Study design biases in pancreatic inflammatory diseases
- Giulia Martina Cavestro1,
- Alberto Mariani1,
- Satish K Singh2,
- Paolo Giorgio Arcidiacono1,
- Pier Alberto Testoni1
- 1Vita-Salute San Raffaele University Division of Gastroenterology and Gastrointestinal Endoscopy, Scientific Institute San Raffaele, Milano, Italy
- 2Section of Gastroenterology, Boston University School of Medicine and Boston Medical Center, Boston, Massachusetts, USA
- Correspondence to Dr Giulia Martina Cavestro, Vita-Salute San Raffaele University Division of Gastroenterology and Gastrointestinal Endoscopy, Scientific Institute San Raffaele, Via Olgettina 60 Milano, Italy;
Contributors All authors contributed as commentators.
- Accepted 21 March 2012
- Published Online First 1 June 2012
The recent report by Sadr-Azodi et al entitled ‘Cigarette smoking, smoking cessation and acute pancreatitis: a prospective population-based study,’1 suggests that smoking is an important risk factor for non-gallstone-related acute pancreatitis.

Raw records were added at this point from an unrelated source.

use std::collections::BTreeMap;

use crate::error::Result;
use crate::secrets;
use crate::types::{
    ConfigFileSpec, DomainSpec, EnvVar, HealthcheckSpec, OverrideSet, PortSpec, Protocol,
    ScalarOverrides, VolumeKind, VolumeSpec,
};

use super::{now_rfc3339, Store};

impl Store {
    /// The full override set of one instance.
    pub async fn get_overrides(&self, instance_pk: &str) -> Result<OverrideSet> {
        let scalar_row = sqlx::query_as::<
            _,
            (Option<String>, Option<String>, Option<String>, Option<String>),
        >(
            "SELECT image, restart_policy, command, run_as FROM override_scalars \
             WHERE instance_pk = ?",
        )
        .bind(instance_pk)
        .fetch_optional(self.pool())
        .await?;
        let scalars = match scalar_row {
            Some((image, restart_policy, command, user)) => ScalarOverrides {
                image,
                restart_policy,
                command: command.as_deref().map(serde_json::from_str).transpose()?,
                user,
            },
            None => ScalarOverrides::default(),
        };

        let port_rows = sqlx::query_as::<_, (Option<i64>, i64, String)>(
            "SELECT host_port, container_port, protocol FROM override_ports \
             WHERE instance_pk = ? ORDER BY position ASC",
        )
        .bind(instance_pk)
        .fetch_all(self.pool())
        .await?;
        let ports = if port_rows.is_empty() {
            None
        } else {
            Some(
                port_rows
                    .into_iter()
                    .map(|(host, container, protocol)| PortSpec {
                        host: host.map(|p| p as u16),
                        container: container as u16,
                        protocol: if protocol == "udp" {
                            Protocol::Udp
                        } else {
                            Protocol::Tcp
                        },
                    })
                    .collect(),
            )
        };

        let volume_rows = sqlx::query_as::<_, (String, String, i64, String)>(
            "SELECT source, target, read_only, kind FROM override_volumes \
             WHERE instance_pk = ? ORDER BY position ASC",
        )
        .bind(instance_pk)
        .fetch_all(self.pool())
        .await?;
        let volumes = if volume_rows.is_empty() {
            None
        } else {
            Some(
                volume_rows
                    .into_iter()
                    .map(|(source, target, read_only, kind)| VolumeSpec {
                        source,
                        target,
                        read_only: read_only != 0,
                        kind: if kind == "named" {
                            VolumeKind::Named
                        } else {
                            VolumeKind::Bind
                        },
                    })
                    .collect(),
            )
        };

        let env_rows = sqlx::query_as::<_, (String, String, i64)>(
            "SELECT key, value, secret FROM override_env WHERE instance_pk = ? ORDER BY key ASC",
        )
        .bind(instance_pk)
        .fetch_all(self.pool())
        .await?;
        let mut env = Vec::with_capacity(env_rows.len());
        for (key, value, secret) in env_rows {
            let secret = secret != 0;
            let value = if secret && secrets::is_sealed(&value) {
                match self.secrets() {
                    Some(sb) => sb.open(&value)?,
                    None => {
                        tracing::warn!(key, "secret env value present but no key configured");
                        value
                    }
                }
            } else {
                value
            };
            env.push(EnvVar { key, value, secret });
        }

        let label_rows = sqlx::query_as::<_, (String, String)>(
            "SELECT key, value FROM override_labels WHERE instance_pk = ? ORDER BY key ASC",
        )
        .bind(instance_pk)
        .fetch_all(self.pool())
        .await?;
        let labels: BTreeMap<String, String> = label_rows.into_iter().collect();

        let domain_rows = sqlx::query_as::<_, (String, i64)>(
            "SELECT host, port FROM override_domains WHERE instance_pk = ? ORDER BY position ASC",
        )
        .bind(instance_pk)
        .fetch_all(self.pool())
        .await?;
        let domains = if domain_rows.is_empty() {
            None
        } else {
            Some(
                domain_rows
                    .into_iter()
                    .map(|(host, port)| DomainSpec {
                        host,
                        port: port as u16,
                    })
                    .collect(),
            )
        };

        let healthcheck_row = sqlx::query_as::<_, (String, i64, i64, i64, i64)>(
            "SELECT test, interval_secs, timeout_secs, retries, start_period_secs \
             FROM override_healthcheck WHERE instance_pk = ?",
        )
        .bind(instance_pk)
        .fetch_optional(self.pool())
        .await?;
        let healthcheck = healthcheck_row
            .map(|(test, interval, timeout, retries, start_period)| {
                Ok::<_, crate::error::Error>(HealthcheckSpec {
                    test: serde_json::from_str(&test)?,
                    interval_secs: interval as u64,
                    timeout_secs: timeout as u64,
                    retries: retries as u32,
                    start_period_secs: start_period as u64,
                })
            })
            .transpose()?;

        let dep_rows = sqlx::query_as::<_, (String,)>(
            "SELECT depends_on FROM override_deps WHERE instance_pk = ? ORDER BY position ASC",
        )
        .bind(instance_pk)
        .fetch_all(self.pool())
        .await?;
        let depends_on = dep_rows.into_iter().map(|(d,)| d).collect();

        let file_rows = sqlx::query_as::<_, (String, String, Option<i64>)>(
            "SELECT path, content, mode FROM override_config_files \
             WHERE instance_pk = ? ORDER BY path ASC",
        )
        .bind(instance_pk)
        .fetch_all(self.pool())
        .await?;
        let config_files = file_rows
            .into_iter()
            .map(|(path, content, mode)| ConfigFileSpec {
                path,
                content,
                mode: mode.map(|m| m as u32),
            })
            .collect();

        Ok(OverrideSet {
            scalars,
            ports,
            volumes,
            env,
            labels,
            domains,
            healthcheck,
            depends_on,
            config_files,
        })
    }

    /// Replace the scalar override set (image, restart policy, command,
    /// user). An all-empty set clears the row so the template scalars apply
    /// again.
    pub async fn replace_scalars(
        &self,
        instance_pk: &str,
        scalars: &ScalarOverrides,
    ) -> Result<()> {
        let command_json = scalars
            .command
            .as_ref()
            .map(serde_json::to_string)
            .transpose()?;

        let mut tx = self.pool().begin().await?;
        sqlx::query("DELETE FROM override_scalars WHERE instance_pk = ?")
            .bind(instance_pk)
            .execute(&mut *tx)
            .await?;
        if !scalars.is_empty() {
            sqlx::query(
                "INSERT INTO override_scalars (instance_pk, image, restart_policy, command, run_as) \
                 VALUES (?, ?, ?, ?, ?)",
            )
            .bind(instance_pk)
            .bind(&scalars.image)
            .bind(&scalars.restart_policy)
            .bind(&command_json)
            .bind(&scalars.user)
            .execute(&mut *tx)
            .await?;
        }
        tx.commit().await?;
        self.touch_instance(instance_pk).await
    }

    /// Replace the port override set. An empty slice clears the override so
    /// the template ports apply again.
    pub async fn replace_ports(&self, instance_pk: &str, ports: &[PortSpec]) -> Result<()> {
        let mut tx = self.pool().begin().await?;
        sqlx::query("DELETE FROM override_ports WHERE instance_pk = ?")
            .bind(instance_pk)
            .execute(&mut *tx)
            .await?;
        for (position, port) in ports.iter().enumerate() {
            sqlx::query(
                "INSERT INTO override_ports (instance_pk, position, host_port, container_port, protocol) \
                 VALUES (?, ?, ?, ?, ?)",
            )
            .bind(instance_pk)
            .bind(position as i64)
            .bind(port.host.map(|p| p as i64))
            .bind(port.container as i64)
            .bind(port.protocol.as_str())
            .execute(&mut *tx)
            .await?;
        }
        tx.commit().await?;
        self.touch_instance(instance_pk).await
    }

    pub async fn replace_volumes(&self, instance_pk: &str, volumes: &[VolumeSpec]) -> Result<()> {
        let mut tx = self.pool().begin().await?;
        sqlx::query("DELETE FROM override_volumes WHERE instance_pk = ?")
            .bind(instance_pk)
            .execute(&mut *tx)
            .await?;
        for (position, volume) in volumes.iter().enumerate() {
            let kind = match volume.kind {
                VolumeKind::Bind => "bind",
                VolumeKind::Named => "named",
            };
            sqlx::query(
                "INSERT INTO override_volumes (instance_pk, position, source, target, read_only, kind) \
                 VALUES (?, ?, ?, ?, ?, ?)",
            )
            .bind(instance_pk)
            .bind(position as i64)
            .bind(&volume.source)
            .bind(&volume.target)
            .bind(volume.read_only as i64)
            .bind(kind)
            .execute(&mut *tx)
            .await?;
        }
        tx.commit().await?;
        self.touch_instance(instance_pk).await
    }

    /// Replace the env override set. Secret values are sealed at rest when a
    /// key is configured.
    pub async fn replace_env(&self, instance_pk: &str, env: &[EnvVar]) -> Result<()> {
        let mut sealed = Vec::with_capacity(env.len());
        for var in env {
            let value = if var.secret && !var.value.is_empty() && !secrets::is_sealed(&var.value) {
                match self.secrets() {
                    Some(sb) => sb.seal(&var.value)?,
                    None => var.value.clone(),
                }
            } else {
                var.value.clone()
            };
            sealed.push((var.key.clone(), value, var.secret));
        }

        let mut tx = self.pool().begin().await?;
        sqlx::query("DELETE FROM override_env WHERE instance_pk = ?")
            .bind(instance_pk)
            .execute(&mut *tx)
            .await?;
        for (key, value, secret) in &sealed {
            sqlx::query(
                "INSERT INTO override_env (instance_pk, key, value, secret) VALUES (?, ?, ?, ?)",
            )
            .bind(instance_pk)
            .bind(key)
            .bind(value)
            .bind(*secret as i64)
            .execute(&mut *tx)
            .await?;
        }
        tx.commit().await?;
        self.touch_instance(instance_pk).await
    }

    pub async fn replace_labels(
        &self,
        instance_pk: &str,
        labels: &BTreeMap<String, String>,
    ) -> Result<()> {
        let mut tx = self.pool().begin().await?;
        sqlx::query("DELETE FROM override_labels WHERE instance_pk = ?")
            .bind(instance_pk)
            .execute(&mut *tx)
            .await?;
        for (key, value) in labels {
            sqlx::query("INSERT INTO override_labels (instance_pk, key, value) VALUES (?, ?, ?)")
                .bind(instance_pk)
                .bind(key)
                .bind(value)
                .execute(&mut *tx)
                .await?;
        }
        tx.commit().await?;
        self.touch_instance(instance_pk).await
    }

    pub async fn replace_domains(&self, instance_pk: &str, domains: &[DomainSpec]) -> Result<()> {
        let mut tx = self.pool().begin().await?;
        sqlx::query("DELETE FROM override_domains WHERE instance_pk = ?")
            .bind(instance_pk)
            .execute(&mut *tx)
            .await?;
        for (position, domain) in domains.iter().enumerate() {
            sqlx::query(
                "INSERT INTO override_domains (instance_pk, position, host, port) VALUES (?, ?, ?, ?)",
            )
            .bind(instance_pk)
            .bind(position as i64)
            .bind(&domain.host)
            .bind(domain.port as i64)
            .execute(&mut *tx)
            .await?;
        }
        tx.commit().await?;
        self.touch_instance(instance_pk).await
    }

    pub async fn replace_healthcheck(
        &self,
        instance_pk: &str,
        healthcheck: Option<&HealthcheckSpec>,
    ) -> Result<()> {
        let mut tx = self.pool().begin().await?;
        sqlx::query("DELETE FROM override_healthcheck WHERE instance_pk = ?")
            .bind(instance_pk)
            .execute(&mut *tx)
            .await?;
        if let Some(hc) = healthcheck {
            sqlx::query(
                "INSERT INTO override_healthcheck \
                 (instance_pk, test, interval_secs, timeout_secs, retries, start_period_secs) \
                 VALUES (?, ?, ?, ?, ?, ?)",
            )
            .bind(instance_pk)
            .bind(serde_json::to_string(&hc.test)?)
            .bind(hc.interval_secs as i64)
            .bind(hc.timeout_secs as i64)
            .bind(hc.retries as i64)
            .bind(hc.start_period_secs as i64)
            .execute(&mut *tx)
            .await?;
        }
        tx.commit().await?;
        self.touch_instance(instance_pk).await
    }

    pub async fn replace_deps(&self, instance_pk: &str, deps: &[String]) -> Result<()> {
        let mut tx = self.pool().begin().await?;
        sqlx::query("DELETE FROM override_deps WHERE instance_pk = ?")
            .bind(instance_pk)
            .execute(&mut *tx)
            .await?;
        for (position, dep) in deps.iter().enumerate() {
            sqlx::query(
                "INSERT INTO override_deps (instance_pk, position, depends_on) VALUES (?, ?, ?)",
            )
            .bind(instance_pk)
            .bind(position as i64)
            .bind(dep)
            .execute(&mut *tx)
            .await?;
        }
        tx.commit().await?;
        self.touch_instance(instance_pk).await
    }

    pub async fn replace_config_files(
        &self,
        instance_pk: &str,
        files: &[ConfigFileSpec],
    ) -> Result<()> {
        let mut tx = self.pool().begin().await?;
        sqlx::query("DELETE FROM override_config_files WHERE instance_pk = ?")
            .bind(instance_pk)
            .execute(&mut *tx)
            .await?;
        for file in files {
            sqlx::query(
                "INSERT INTO override_config_files (instance_pk, path, content, mode) \
                 VALUES (?, ?, ?, ?)",
            )
            .bind(instance_pk)
            .bind(&file.path)
            .bind(&file.content)
            .bind(file.mode.map(|m| m as i64))
            .execute(&mut *tx)
            .await?;
        }
        tx.commit().await?;
        self.touch_instance(instance_pk).await
    }

    async fn touch_instance(&self, instance_pk: &str) -> Result<()> {
        sqlx::query("UPDATE instances SET updated_at = ? WHERE id = ?")
            .bind(now_rfc3339())
            .bind(instance_pk)
            .execute(self.pool())
            .await?;
        Ok(())
    }
}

In this study, the examined populations consisted of participants from the Swedish Mammography Cohort (SMC) established between 1987 and 1990. A questionnaire pertaining to diet, body size and education was mailed to 90 303 women born between 1914 and 1948; 66 651 women (74%) returned the questionnaire. In 1997, all surviving participants (56 030) received a new expanded questionnaire regarding anthropometric and lifestyle factors, including smoking status: 38 988 women returned a completed questionnaire. In addition in 1997, a questionnaire identical to the one sent to the SMC was mailed to a cohort of 100 303 Swedish men (COSM) born between 1918 and 1952 to which 50 000 responded. A diagnosis of acute pancreatitis was based on individual hospital discharge diagnoses from the Swedish inpatient registry. Only subjects with a first-time diagnosis of acute pancreatitis after January 1998 without a previous history of chronic pancreatitis were included in the analysis.
We have several concerns with this study. As stated in the Swedish National Data Service website, the general aim of the SMC is to assess relationships between a number of modifiable factors and the occurrence of several major chronic diseases. COSM is a multidisciplinary longitudinal project on the association of lifestyle and genetic factors with morbidity and mortality in men. Both of these cohorts studied middle-aged and older populations by excluding, by design, individuals <50 years of age, thus introducing age-related bias. Beyond this, the two cohorts were primarily chosen to study the development of chronic diseases like chronic pancreatitis—not to study acute diseases like acute pancreatitis. The authors neglected to examine the association of smoking habits with chronic pancreatitis where the pathophysiology is equally, if not more mechanistically, linked to smoking than acute pancreatitis. Furthermore, it is well known that acute pancreatitis may simply represent an early clinical manifestation of chronic pancreatitis. It is unclear if the patients reported with a first attack of acute pancreatitis received initial and/or follow-up cross-sectional imaging to define whether their disease progressed or was part of the disease spectrum of chronic pancreatitis. Indeed, in a recent prospective 30-year follow-up study of the Danish registries,2 24.1% of patients progressed to chronic pancreatitis within 3.5 years of their first admission for acute pancreatitis. This is in agreement with Ammann et al 3 who found a mean interval of 5.5 years to progression to chronic pancreatitis, although more recently Lankisch et al have suggested that progression can occur over an even longer time-frame of a decade.4 Finally, in a recent retrospective report of the Swedish National Patient Registry,5 coding was found to be highly accurate for the diagnosis of acute pancreatitis, but there were a significant number of patients with chronic pancreatitis who were coded as having acute pancreatitis.
Overall, we believe that an accurate classification of the disease is crucial to better define which subjects, carrying certain morphological conditions in association with exogenous factors, are at risk of developing acute versus chronic pancreatitis. Optimal classification of pancreatic inflammatory disease requires both clinical and radiological assessment criteria. More specifically, patient follow-up by means of cross-sectional imaging is required in order to correctly classify acute versus chronic pancreatitis. The diagnosis of acute pancreatitis based only on individual hospital discharge codes can, we believe, grossly underestimate the prevalence of chronic pancreatitis in a subject population.
Competing interests None.
Provenance and peer review Not commissioned; internally peer reviewed.